Contemporary art gallery in Dublin, Ireland

Kerlin Gallery is a commercial contemporary art gallery in Dublin, Ireland. Originally opened in 1988, it is located on Anne's Lane (off South Anne Street) in Dublin city centre.

==History==
Originally opened in 1988, the gallery's current space was designed in 1994 by architect John Pawson. It is located in central Dublin and has 3,600 sqft of gallery space spread over two floors. In 2015, the Artnet website included the gallery in a list of "Europe’s Top 55 Galleries". David Fitzgerald, Darragh Hogan, and John Kennedy are the gallery's directors.

In 2018, the gallery donated a number of works to the Irish Museum of Modern Art.

==Selected exhibitions==
Kerlin Gallery programs eight exhibitions annually, predominantly solo exhibitions by gallery artists with occasional curated group exhibitions and solo exhibitions by invited artists. In some cases, the gallery has presented multiple solo exhibitions by the same artist. These have included Sean Scully (seven times since 1994), Dorothy Cross (nine times since 1990), Mark Francis (ten times since 1995), Willie Doherty (ten times since 1995), and Elizabeth Magill (eight times since 1989). The gallery also takes on new artists, and presented its first solo exhibitions by Ailbhe Ní Bhriain in 2023, Nathalie Du Pasquier and Zhou Li in 2022, and Gerard Byrne in 2018.
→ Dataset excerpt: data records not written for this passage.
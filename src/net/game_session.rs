//! Fixed-rate game loop: ticks the session and broadcasts its output
//!
//! Observers subscribe to a broadcast channel of encoded `ServerMessage`s.
//! Transport plumbing sits on the receiving side of that channel.

use std::sync::atomic::Ordering;
use std::sync::Arc;
use std::time::Duration;

use tokio::sync::{broadcast, RwLock};
use tokio::task::JoinHandle;
use tokio::time::{interval, Instant, MissedTickBehavior};
use tracing::{debug, info, warn};

use crate::config::ServerConfig;
use crate::game::events::SimEvent;
use crate::game::session::GameSession;
use crate::metrics::Metrics;
use crate::net::protocol::{encode, ServerMessage};

/// Encoded message shared by every subscriber
pub type Outbound = Arc<Vec<u8>>;

const STATS_INTERVAL_SECS: u64 = 30;

/// Encode and broadcast one message. Returns the encoded size.
pub fn broadcast_message(outbound: &broadcast::Sender<Outbound>, message: &ServerMessage) -> usize {
    let bytes = match encode(message) {
        Ok(bytes) => bytes,
        Err(e) => {
            warn!("Failed to encode message for broadcast: {}", e);
            return 0;
        }
    };
    let len = bytes.len();
    // No subscribers is not an error; the tick goes on
    let _ = outbound.send(Arc::new(bytes));
    len
}

/// Start the game loop background task
pub fn start_game_loop(
    session: Arc<RwLock<GameSession>>,
    config: ServerConfig,
    metrics: Arc<Metrics>,
    outbound: broadcast::Sender<Outbound>,
) -> JoinHandle<()> {
    tokio::spawn(async move {
        let tick_duration = Duration::from_secs_f32(config.dt());
        let mut ticker = interval(tick_duration);
        ticker.set_missed_tick_behavior(MissedTickBehavior::Skip);

        let snapshot_interval = config.snapshot_interval();
        let stats_every = config.tick_rate as u64 * STATS_INTERVAL_SECS;

        info!("Game loop started at {} Hz", config.tick_rate);
        let start = Instant::now();

        loop {
            ticker.tick().await;

            let (tick, events, snapshot, stats) = {
                let mut session = session.write().await;
                let tick_start = Instant::now();
                let events = session.tick();
                metrics.record_tick_time(tick_start.elapsed());

                let tick = session.tick_count();
                let snapshot = (tick % snapshot_interval == 0).then(|| session.snapshot());
                (tick, events, snapshot, session.stats())
            };

            metrics.observe_session(&stats);
            metrics.events_emitted.fetch_add(events.len() as u64, Ordering::Relaxed);

            for event in &events {
                log_event(event);
            }

            let mut sent = 0;
            if !events.is_empty() {
                sent += broadcast_message(&outbound, &ServerMessage::Events { tick, events });
            }
            if let Some(snapshot) = snapshot {
                sent += broadcast_message(&outbound, &ServerMessage::Snapshot(snapshot));
            }
            metrics.bytes_broadcast.fetch_add(sent as u64, Ordering::Relaxed);

            if tick % stats_every == 0 {
                info!(
                    "Game: {}s, tick {}, {}/{} players alive, {} enemies, {} bosses, {} projectiles | spawner {} | pvp {} | pool retained {} destroyed {} | tick p95 {}us",
                    start.elapsed().as_secs(),
                    tick,
                    stats.alive_players,
                    stats.players,
                    stats.enemies,
                    stats.bosses,
                    stats.projectiles,
                    if stats.spawner_running { "on" } else { "off" },
                    if stats.pvp_active { "on" } else { "off" },
                    stats.pool.retained,
                    stats.pool.destroyed,
                    metrics.tick_time_p95_us.load(Ordering::Relaxed),
                );
            }
        }
    })
}

fn log_event(event: &SimEvent) {
    match event {
        SimEvent::PhaseChanged { boss, from, to } => {
            debug!(boss, ?from, ?to, "Boss phase changed");
        }
        SimEvent::Died { target } => debug!(?target, "Died"),
        SimEvent::AttackCancelled { boss, attack } => debug!(boss, %attack, "Attack cancelled"),
        _ => {}
    }
}

#[cfg(test)]
mod tests {
    use super::*;
    use crate::config::GameDefinitions;
    use crate::net::protocol::decode;

    #[test]
    fn test_broadcast_reaches_subscribers() {
        let (tx, mut rx) = broadcast::channel(8);
        let sent = broadcast_message(&tx, &ServerMessage::Events { tick: 3, events: vec![SimEvent::PvpStarted] });
        assert!(sent > 0);

        let bytes = rx.try_recv().unwrap();
        assert_eq!(bytes.len(), sent);
        match decode::<ServerMessage>(&bytes).unwrap() {
            ServerMessage::Events { tick, events } => {
                assert_eq!(tick, 3);
                assert_eq!(events, vec![SimEvent::PvpStarted]);
            }
            other => panic!("Wrong message type: {:?}", other),
        }
    }

    #[test]
    fn test_broadcast_without_subscribers() {
        let (tx, rx) = broadcast::channel::<Outbound>(1);
        drop(rx);
        assert!(broadcast_message(&tx, &ServerMessage::Events { tick: 0, events: vec![] }) > 0);
    }

    #[tokio::test]
    async fn test_loop_ticks_and_snapshots() {
        let config = ServerConfig {
            rng_seed: Some(1),
            ..ServerConfig::default()
        };
        let session = Arc::new(RwLock::new(GameSession::new(
            Arc::new(GameDefinitions::builtin()),
            &config,
        )));
        session.write().await.add_player("p1".into());

        let metrics = Arc::new(Metrics::new());
        let (tx, mut rx) = broadcast::channel(256);
        let handle = start_game_loop(session.clone(), config.clone(), metrics.clone(), tx);

        tokio::time::sleep(Duration::from_millis(500)).await;
        handle.abort();

        assert!(session.read().await.tick_count() >= 3);
        assert!(metrics.tick_count.load(Ordering::Relaxed) > 0);

        let mut snapshots = 0;
        while let Ok(bytes) = rx.try_recv() {
            if let Ok(ServerMessage::Snapshot(_)) = decode::<ServerMessage>(&bytes) {
                snapshots += 1;
            }
        }
        assert!(snapshots > 0);
    }
}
Curated group exhibitions have included "HERE COMES LOVE" (14 July – 19 August 2023), featuring works by Justin Fitzpatrick (who held his first institutional solo exhibition at The Tetley in 2021), Sam Keogh (exhibited at IMMA and Douglas Hyde Gallery), Jennifer Mehigan (Douglas Hyde Gallery 2, transmediale Berlin), Tai Shani (co-winner of the 2019 Turner Prize), and Lee Welch (with institutional exhibitions including the Hugh Lane Gallery, MUSAC, Eli and Edythe Broad Art Museum, and Objectif Exhibitions); "Face to Face" (2018) (curated by Hendrik Driesson, founding director of De Pont Museum of Contemporary Art), "Architecture Schmarchitecture" (2003) (with Isa Genzken, Liam Gillick, Roger Hiorns, Jim Lambie, Sarah Morris and Thomas Scheibitz), and "Newfound Landscape" (1998) (with Uta Barth, Oliver Boberg, Walter Niedermayer, and Esko Manniko). In 2019, the gallery organised Shadowplay with Willie Doherty, Aleana Egan, Liam Gillick, Siobhán Hapaska, and Callum Innes. The title is derived from the song of the same name on Joy Division's Unknown Pleasures album.

In 2021, it presented a solo exhibition by the conceptual artist Lawrence Weiner. Other invited artists, exhibited at the gallery, have included Andy Warhol, Hiroshi Sugimoto, Richard Hamilton, Francesco Clemente, Martin Kippenberger, Albert Oehlen and A.R. Penck.

==Publications==
The gallery is involved in publishing artist publications, including monographs on the Welsh artist Merlin James and the Northern Irish painter William McKeown in 2023, the Irish artist Isabel Nolan in 2020, and the Irish painter Brian Maguire in 2018.